[Task description]:
Pick each line containing "ExecError" out of the records.

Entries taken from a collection
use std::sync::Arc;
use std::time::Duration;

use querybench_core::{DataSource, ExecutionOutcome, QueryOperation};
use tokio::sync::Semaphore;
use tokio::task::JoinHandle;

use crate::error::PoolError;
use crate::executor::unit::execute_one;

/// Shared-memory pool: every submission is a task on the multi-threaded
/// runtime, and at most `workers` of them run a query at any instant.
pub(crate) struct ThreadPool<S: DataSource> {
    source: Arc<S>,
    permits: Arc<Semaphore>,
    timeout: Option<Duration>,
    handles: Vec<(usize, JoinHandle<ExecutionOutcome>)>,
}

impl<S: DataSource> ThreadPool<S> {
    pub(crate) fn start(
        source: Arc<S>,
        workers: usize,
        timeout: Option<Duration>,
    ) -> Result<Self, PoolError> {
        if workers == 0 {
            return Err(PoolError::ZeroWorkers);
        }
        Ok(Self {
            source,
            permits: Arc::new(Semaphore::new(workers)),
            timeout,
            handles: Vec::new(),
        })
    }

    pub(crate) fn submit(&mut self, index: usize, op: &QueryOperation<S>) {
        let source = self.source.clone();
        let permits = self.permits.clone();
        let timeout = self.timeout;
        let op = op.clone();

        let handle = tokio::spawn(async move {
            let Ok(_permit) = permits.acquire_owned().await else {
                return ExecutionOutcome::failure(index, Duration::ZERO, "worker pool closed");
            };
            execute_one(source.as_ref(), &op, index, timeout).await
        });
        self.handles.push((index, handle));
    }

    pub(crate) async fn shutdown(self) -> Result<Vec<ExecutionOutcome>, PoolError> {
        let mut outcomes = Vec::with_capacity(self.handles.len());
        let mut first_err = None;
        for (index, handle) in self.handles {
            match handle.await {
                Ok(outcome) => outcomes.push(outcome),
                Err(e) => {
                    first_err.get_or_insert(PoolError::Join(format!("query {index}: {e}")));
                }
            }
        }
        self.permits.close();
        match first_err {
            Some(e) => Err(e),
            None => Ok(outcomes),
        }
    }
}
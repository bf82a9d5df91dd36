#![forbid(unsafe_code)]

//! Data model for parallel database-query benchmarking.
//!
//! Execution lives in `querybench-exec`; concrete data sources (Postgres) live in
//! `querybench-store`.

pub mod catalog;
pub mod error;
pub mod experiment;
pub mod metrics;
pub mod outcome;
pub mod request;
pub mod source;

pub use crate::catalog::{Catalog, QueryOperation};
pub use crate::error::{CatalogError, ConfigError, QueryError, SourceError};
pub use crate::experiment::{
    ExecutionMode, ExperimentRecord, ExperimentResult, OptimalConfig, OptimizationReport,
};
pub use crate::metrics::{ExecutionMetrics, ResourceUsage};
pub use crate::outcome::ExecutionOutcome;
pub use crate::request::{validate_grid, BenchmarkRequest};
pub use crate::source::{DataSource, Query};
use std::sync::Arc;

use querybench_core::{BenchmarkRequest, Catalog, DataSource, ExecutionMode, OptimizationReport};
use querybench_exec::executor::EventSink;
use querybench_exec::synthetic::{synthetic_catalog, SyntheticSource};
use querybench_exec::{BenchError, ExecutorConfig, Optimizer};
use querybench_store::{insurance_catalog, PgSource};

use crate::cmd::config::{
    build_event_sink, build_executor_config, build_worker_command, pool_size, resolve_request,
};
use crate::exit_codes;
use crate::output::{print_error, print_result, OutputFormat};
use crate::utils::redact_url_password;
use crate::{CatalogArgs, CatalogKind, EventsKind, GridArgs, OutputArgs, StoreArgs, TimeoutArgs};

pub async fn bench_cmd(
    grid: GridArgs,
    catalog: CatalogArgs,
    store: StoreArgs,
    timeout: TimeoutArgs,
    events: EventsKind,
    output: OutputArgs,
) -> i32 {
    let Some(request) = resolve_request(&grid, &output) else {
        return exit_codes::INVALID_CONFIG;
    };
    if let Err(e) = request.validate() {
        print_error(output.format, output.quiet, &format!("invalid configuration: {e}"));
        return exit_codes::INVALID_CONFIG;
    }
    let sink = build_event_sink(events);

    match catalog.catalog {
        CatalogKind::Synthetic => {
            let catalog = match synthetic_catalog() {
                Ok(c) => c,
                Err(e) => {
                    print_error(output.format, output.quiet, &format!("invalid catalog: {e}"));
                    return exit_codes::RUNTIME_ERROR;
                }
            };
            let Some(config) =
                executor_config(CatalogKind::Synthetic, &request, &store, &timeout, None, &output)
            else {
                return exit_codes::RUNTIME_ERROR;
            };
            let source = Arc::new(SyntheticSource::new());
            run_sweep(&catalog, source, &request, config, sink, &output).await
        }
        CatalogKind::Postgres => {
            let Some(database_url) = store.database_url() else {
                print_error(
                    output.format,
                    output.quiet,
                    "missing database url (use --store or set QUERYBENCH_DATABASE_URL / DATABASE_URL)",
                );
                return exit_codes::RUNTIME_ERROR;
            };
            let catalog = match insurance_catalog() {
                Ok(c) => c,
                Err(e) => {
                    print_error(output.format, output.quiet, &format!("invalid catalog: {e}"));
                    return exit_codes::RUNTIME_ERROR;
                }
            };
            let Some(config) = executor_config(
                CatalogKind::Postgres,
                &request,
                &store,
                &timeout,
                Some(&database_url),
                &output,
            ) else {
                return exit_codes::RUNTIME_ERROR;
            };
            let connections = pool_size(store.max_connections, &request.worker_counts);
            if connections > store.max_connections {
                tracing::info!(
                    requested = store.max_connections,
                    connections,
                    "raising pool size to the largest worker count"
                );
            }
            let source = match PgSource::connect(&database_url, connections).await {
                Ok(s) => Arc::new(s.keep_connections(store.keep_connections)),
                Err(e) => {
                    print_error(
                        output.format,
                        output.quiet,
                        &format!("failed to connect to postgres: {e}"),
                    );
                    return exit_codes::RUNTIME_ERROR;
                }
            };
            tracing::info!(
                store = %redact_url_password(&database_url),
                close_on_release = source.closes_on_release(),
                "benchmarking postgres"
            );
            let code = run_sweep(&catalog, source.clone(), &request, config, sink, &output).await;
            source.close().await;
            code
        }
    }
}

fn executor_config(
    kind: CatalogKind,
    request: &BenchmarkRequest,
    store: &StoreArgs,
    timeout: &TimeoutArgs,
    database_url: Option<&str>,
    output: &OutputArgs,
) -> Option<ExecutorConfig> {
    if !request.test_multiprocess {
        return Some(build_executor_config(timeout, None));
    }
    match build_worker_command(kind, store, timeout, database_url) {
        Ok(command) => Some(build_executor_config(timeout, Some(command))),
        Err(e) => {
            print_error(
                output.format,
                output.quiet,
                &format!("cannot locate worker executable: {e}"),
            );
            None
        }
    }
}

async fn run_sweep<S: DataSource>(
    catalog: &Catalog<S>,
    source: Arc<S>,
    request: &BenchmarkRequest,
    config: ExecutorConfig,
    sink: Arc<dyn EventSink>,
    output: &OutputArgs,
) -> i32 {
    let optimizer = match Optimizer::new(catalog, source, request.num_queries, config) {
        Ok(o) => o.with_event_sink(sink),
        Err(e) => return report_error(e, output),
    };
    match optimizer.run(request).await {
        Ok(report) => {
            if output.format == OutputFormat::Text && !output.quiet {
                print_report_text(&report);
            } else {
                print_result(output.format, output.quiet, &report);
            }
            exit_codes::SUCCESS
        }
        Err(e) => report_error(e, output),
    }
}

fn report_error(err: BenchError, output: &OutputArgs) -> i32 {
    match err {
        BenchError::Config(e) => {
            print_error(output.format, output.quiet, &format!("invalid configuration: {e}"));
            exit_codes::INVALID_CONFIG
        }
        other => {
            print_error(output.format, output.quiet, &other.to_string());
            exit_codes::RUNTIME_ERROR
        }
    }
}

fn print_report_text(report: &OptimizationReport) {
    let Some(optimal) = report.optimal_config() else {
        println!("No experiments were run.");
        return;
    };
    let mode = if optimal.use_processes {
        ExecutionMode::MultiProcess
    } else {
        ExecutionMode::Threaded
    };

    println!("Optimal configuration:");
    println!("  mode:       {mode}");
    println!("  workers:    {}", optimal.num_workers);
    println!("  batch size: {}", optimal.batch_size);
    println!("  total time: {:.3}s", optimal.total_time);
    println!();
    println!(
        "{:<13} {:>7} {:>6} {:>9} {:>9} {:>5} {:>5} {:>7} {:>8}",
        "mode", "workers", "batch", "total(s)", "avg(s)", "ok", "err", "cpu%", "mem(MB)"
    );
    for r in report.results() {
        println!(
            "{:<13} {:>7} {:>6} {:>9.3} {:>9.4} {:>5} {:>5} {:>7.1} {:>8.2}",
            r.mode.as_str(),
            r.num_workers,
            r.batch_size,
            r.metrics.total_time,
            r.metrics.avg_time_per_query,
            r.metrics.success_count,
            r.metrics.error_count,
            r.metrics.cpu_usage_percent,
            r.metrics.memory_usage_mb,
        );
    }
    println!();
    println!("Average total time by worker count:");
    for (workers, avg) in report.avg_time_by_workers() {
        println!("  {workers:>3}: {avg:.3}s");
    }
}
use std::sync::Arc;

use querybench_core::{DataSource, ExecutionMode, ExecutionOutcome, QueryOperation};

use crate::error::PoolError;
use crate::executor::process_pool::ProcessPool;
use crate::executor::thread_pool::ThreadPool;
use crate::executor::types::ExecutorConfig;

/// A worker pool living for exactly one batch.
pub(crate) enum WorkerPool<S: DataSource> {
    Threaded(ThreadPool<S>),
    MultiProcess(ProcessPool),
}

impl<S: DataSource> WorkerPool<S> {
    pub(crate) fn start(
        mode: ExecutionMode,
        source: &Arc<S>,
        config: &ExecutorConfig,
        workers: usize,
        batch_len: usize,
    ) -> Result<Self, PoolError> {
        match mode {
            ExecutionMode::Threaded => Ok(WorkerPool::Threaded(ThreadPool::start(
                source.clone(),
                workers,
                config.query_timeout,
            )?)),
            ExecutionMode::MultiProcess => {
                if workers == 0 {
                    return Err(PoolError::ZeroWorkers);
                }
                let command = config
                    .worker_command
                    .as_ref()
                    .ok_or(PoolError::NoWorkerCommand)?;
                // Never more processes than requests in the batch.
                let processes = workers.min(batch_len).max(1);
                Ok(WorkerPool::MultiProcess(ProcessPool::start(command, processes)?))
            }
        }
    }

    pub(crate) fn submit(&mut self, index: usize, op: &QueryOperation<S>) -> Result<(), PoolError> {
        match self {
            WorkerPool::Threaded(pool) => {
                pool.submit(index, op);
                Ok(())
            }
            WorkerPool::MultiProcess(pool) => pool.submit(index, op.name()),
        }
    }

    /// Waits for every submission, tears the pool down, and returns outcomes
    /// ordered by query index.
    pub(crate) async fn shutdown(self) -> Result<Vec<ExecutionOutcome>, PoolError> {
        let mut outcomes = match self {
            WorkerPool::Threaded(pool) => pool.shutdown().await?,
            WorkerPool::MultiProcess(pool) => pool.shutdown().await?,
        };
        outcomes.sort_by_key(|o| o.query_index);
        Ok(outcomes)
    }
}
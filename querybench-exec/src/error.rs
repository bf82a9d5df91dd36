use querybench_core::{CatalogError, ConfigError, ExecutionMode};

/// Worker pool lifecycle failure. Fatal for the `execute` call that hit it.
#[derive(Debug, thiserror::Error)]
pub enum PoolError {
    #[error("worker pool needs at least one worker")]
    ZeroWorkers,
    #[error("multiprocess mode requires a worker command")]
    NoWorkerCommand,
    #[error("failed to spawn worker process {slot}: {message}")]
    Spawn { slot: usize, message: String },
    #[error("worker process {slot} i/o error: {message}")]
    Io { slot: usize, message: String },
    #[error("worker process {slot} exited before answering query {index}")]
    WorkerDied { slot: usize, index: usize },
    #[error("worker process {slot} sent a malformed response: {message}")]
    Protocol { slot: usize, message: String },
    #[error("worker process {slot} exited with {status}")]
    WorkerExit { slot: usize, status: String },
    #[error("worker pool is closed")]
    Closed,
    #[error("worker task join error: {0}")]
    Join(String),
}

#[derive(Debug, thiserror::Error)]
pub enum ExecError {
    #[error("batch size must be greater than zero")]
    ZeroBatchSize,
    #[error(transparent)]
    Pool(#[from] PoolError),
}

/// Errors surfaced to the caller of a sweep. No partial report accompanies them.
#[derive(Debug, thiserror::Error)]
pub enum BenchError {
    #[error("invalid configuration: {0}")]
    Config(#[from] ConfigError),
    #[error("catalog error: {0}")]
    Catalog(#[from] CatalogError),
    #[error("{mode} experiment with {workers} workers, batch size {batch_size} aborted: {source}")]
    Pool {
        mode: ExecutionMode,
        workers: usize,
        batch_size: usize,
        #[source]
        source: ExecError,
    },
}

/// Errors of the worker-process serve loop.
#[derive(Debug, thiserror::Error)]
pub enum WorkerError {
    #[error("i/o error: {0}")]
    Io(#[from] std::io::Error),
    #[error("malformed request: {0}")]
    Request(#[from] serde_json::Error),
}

[Exercise response]:
pub enum ExecError {
        source: ExecError,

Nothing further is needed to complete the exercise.